(Records drawn from a dataset)
=-=-=
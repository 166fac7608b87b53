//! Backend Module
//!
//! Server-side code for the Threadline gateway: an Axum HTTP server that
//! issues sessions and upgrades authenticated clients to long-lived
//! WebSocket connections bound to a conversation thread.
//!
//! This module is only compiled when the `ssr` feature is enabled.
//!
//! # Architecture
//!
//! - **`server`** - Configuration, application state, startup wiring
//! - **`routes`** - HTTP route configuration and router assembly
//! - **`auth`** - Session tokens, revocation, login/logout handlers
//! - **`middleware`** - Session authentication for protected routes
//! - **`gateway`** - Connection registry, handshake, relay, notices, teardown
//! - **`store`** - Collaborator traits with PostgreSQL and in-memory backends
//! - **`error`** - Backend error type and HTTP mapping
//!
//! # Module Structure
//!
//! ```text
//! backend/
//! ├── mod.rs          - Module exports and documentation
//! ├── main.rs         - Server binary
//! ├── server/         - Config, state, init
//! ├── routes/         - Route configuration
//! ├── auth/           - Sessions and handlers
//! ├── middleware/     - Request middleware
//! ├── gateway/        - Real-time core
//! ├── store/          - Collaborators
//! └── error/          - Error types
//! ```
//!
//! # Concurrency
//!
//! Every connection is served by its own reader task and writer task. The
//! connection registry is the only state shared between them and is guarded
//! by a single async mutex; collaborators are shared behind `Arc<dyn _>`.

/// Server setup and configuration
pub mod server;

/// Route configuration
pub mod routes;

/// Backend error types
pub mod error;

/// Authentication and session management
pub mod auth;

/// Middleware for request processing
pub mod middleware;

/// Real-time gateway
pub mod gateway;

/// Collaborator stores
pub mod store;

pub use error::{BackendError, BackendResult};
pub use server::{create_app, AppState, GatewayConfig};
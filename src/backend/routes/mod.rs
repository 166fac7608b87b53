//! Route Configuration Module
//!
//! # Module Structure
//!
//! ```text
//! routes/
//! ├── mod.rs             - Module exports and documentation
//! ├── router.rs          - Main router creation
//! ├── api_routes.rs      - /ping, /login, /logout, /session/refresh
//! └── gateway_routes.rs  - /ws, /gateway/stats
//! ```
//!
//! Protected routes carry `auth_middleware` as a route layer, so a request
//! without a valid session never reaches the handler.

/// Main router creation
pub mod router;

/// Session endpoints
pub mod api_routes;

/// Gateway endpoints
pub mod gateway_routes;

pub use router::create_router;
=-=-=
> WORK ORDER
Only the lines from the one containing "and is guarded" to the end of the data should be printed, exactly as they stand.

> TASK RESULT
//! connection registry is the only state shared between them and is guarded
//! by a single async mutex; collaborators are shared behind `Arc<dyn _>`.

/// Server setup and configuration
pub mod server;

/// Route configuration
pub mod routes;

/// Backend error types
pub mod error;

/// Authentication and session management
pub mod auth;

/// Middleware for request processing
pub mod middleware;

/// Real-time gateway
pub mod gateway;

/// Collaborator stores
pub mod store;

pub use error::{BackendError, BackendResult};
pub use server::{create_app, AppState, GatewayConfig};
filename src/backend/routes/mod.rs
repository 166fac7608b87b53
//! Route Configuration Module
//!
//! # Module Structure
//!
//! ```text
//! routes/
//! ├── mod.rs             - Module exports and documentation
//! ├── router.rs          - Main router creation
//! ├── api_routes.rs      - /ping, /login, /logout, /session/refresh
//! └── gateway_routes.rs  - /ws, /gateway/stats
//! ```
//!
//! Protected routes carry `auth_middleware` as a route layer, so a request
//! without a valid session never reaches the handler.

/// Main router creation
pub mod router;

/// Session endpoints
pub mod api_routes;

/// Gateway endpoints
pub mod gateway_routes;

pub use router::create_router;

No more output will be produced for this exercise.